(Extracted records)
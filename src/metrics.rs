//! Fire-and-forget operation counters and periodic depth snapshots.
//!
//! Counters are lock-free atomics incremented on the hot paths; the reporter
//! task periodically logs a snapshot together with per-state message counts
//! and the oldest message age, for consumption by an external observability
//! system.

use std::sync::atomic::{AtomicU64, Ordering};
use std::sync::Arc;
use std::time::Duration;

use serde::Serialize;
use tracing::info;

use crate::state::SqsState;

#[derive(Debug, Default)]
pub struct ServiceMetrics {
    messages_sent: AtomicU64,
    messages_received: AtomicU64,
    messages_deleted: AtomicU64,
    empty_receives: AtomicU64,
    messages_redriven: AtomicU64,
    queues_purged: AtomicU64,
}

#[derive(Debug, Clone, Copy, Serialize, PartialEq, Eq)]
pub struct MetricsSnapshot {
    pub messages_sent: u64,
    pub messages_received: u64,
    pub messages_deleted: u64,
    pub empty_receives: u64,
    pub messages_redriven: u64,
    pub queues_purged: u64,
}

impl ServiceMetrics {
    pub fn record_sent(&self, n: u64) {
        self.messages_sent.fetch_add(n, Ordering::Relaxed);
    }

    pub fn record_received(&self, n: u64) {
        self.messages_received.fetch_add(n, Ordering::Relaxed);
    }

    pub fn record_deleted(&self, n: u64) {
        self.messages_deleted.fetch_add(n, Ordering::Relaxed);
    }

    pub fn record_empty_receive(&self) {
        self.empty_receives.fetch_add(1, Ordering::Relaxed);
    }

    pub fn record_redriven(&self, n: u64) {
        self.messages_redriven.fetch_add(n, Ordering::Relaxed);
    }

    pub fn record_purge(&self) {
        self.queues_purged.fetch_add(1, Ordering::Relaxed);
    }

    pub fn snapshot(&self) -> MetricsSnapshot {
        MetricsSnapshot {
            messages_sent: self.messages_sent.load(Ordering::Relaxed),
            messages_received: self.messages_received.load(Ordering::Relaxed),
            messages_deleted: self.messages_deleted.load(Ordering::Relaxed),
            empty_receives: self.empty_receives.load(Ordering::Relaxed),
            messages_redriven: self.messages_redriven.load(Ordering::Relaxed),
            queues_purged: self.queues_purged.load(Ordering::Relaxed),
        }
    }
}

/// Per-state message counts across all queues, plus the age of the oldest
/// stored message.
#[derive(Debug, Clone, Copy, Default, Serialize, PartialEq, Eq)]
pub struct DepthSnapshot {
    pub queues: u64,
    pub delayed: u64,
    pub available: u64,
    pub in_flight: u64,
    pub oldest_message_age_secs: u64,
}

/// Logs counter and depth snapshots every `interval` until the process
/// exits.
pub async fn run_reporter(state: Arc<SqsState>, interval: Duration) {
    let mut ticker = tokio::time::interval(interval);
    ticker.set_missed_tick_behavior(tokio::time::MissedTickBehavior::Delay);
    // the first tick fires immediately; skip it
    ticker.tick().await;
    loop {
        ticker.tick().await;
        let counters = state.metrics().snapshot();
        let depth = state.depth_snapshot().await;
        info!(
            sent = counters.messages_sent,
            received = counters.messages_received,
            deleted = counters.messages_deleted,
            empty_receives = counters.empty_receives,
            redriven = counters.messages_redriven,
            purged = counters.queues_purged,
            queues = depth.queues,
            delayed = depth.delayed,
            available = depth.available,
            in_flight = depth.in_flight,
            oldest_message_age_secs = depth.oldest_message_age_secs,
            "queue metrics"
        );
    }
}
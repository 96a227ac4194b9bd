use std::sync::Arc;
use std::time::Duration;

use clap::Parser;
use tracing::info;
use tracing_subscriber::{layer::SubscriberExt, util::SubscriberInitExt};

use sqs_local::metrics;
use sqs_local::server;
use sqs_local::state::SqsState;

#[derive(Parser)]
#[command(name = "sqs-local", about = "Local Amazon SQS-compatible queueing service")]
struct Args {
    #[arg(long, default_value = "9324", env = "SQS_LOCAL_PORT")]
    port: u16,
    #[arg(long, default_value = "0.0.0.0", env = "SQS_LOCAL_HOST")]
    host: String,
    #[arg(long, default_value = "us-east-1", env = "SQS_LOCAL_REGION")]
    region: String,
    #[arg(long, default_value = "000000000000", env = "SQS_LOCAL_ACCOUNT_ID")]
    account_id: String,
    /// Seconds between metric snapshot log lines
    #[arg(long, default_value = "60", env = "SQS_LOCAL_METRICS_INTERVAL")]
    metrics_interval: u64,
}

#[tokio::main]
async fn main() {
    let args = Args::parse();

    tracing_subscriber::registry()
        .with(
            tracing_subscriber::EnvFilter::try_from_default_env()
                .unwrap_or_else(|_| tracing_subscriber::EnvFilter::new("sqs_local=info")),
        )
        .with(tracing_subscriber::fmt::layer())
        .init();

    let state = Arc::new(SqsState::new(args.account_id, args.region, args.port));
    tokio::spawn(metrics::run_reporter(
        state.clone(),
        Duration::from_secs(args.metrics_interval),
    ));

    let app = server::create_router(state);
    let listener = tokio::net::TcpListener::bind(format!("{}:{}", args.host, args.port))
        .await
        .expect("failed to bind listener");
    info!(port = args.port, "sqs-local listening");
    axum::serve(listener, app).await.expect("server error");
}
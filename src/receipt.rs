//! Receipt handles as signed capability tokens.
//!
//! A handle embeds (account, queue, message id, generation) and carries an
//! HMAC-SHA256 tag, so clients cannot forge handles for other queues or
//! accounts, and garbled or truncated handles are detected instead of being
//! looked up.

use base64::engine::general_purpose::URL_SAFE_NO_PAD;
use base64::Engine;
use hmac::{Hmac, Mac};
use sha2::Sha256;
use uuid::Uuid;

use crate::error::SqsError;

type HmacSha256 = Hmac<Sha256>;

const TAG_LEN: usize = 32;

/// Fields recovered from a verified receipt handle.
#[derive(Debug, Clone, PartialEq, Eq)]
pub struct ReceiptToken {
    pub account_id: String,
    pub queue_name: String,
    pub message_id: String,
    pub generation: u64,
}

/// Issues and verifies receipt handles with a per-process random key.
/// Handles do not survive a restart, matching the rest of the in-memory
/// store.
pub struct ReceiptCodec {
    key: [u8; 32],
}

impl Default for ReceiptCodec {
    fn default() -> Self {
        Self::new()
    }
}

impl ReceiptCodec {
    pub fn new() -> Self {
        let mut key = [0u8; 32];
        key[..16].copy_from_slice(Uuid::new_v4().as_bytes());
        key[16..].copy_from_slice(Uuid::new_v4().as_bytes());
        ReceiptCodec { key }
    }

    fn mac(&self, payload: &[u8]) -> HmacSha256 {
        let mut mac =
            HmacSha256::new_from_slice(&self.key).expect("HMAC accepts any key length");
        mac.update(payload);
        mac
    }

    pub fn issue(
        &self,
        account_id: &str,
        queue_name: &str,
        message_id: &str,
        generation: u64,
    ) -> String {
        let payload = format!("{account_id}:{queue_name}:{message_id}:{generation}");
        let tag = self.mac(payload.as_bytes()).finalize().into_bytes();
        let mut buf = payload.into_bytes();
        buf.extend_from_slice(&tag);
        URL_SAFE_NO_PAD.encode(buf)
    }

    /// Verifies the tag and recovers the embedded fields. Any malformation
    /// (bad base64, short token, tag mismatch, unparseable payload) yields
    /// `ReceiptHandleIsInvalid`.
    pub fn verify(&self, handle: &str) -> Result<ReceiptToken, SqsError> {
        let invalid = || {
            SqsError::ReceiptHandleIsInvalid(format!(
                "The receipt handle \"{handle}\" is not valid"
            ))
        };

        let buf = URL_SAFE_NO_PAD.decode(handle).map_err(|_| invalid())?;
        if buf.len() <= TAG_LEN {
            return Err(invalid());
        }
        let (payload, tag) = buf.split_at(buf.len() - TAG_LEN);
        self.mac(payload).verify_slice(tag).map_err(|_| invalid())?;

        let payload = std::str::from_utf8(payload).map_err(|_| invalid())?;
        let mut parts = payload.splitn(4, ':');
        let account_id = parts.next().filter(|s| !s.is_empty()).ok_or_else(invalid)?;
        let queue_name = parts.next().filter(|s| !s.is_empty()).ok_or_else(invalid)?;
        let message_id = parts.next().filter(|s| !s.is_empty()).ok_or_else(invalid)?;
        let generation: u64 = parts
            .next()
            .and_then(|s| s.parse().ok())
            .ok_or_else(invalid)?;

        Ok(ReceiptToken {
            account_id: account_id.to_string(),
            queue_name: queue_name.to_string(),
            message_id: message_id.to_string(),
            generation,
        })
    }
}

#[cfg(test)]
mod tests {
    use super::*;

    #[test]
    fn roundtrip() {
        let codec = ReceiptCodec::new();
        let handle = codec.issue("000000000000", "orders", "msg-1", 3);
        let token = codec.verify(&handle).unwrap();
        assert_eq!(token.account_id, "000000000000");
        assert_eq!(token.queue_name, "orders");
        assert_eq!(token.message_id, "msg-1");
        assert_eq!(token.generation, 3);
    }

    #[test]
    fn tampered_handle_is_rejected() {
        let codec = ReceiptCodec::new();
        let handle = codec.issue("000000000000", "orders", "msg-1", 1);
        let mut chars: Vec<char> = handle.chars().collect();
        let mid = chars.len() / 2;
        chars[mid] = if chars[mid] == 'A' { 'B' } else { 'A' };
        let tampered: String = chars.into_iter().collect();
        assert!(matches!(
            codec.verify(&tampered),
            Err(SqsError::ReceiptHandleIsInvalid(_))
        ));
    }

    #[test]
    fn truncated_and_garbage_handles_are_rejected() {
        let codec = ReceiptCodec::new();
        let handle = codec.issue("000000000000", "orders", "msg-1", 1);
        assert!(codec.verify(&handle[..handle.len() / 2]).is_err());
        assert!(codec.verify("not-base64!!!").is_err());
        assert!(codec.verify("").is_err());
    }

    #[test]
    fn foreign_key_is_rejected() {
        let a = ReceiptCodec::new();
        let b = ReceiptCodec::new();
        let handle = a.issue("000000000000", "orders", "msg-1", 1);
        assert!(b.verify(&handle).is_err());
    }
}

Assigned task — Search the entries for the word "delayed" and pick out every line that holds it.

Result for this task —
    pub delayed: u64,
            delayed = depth.delayed,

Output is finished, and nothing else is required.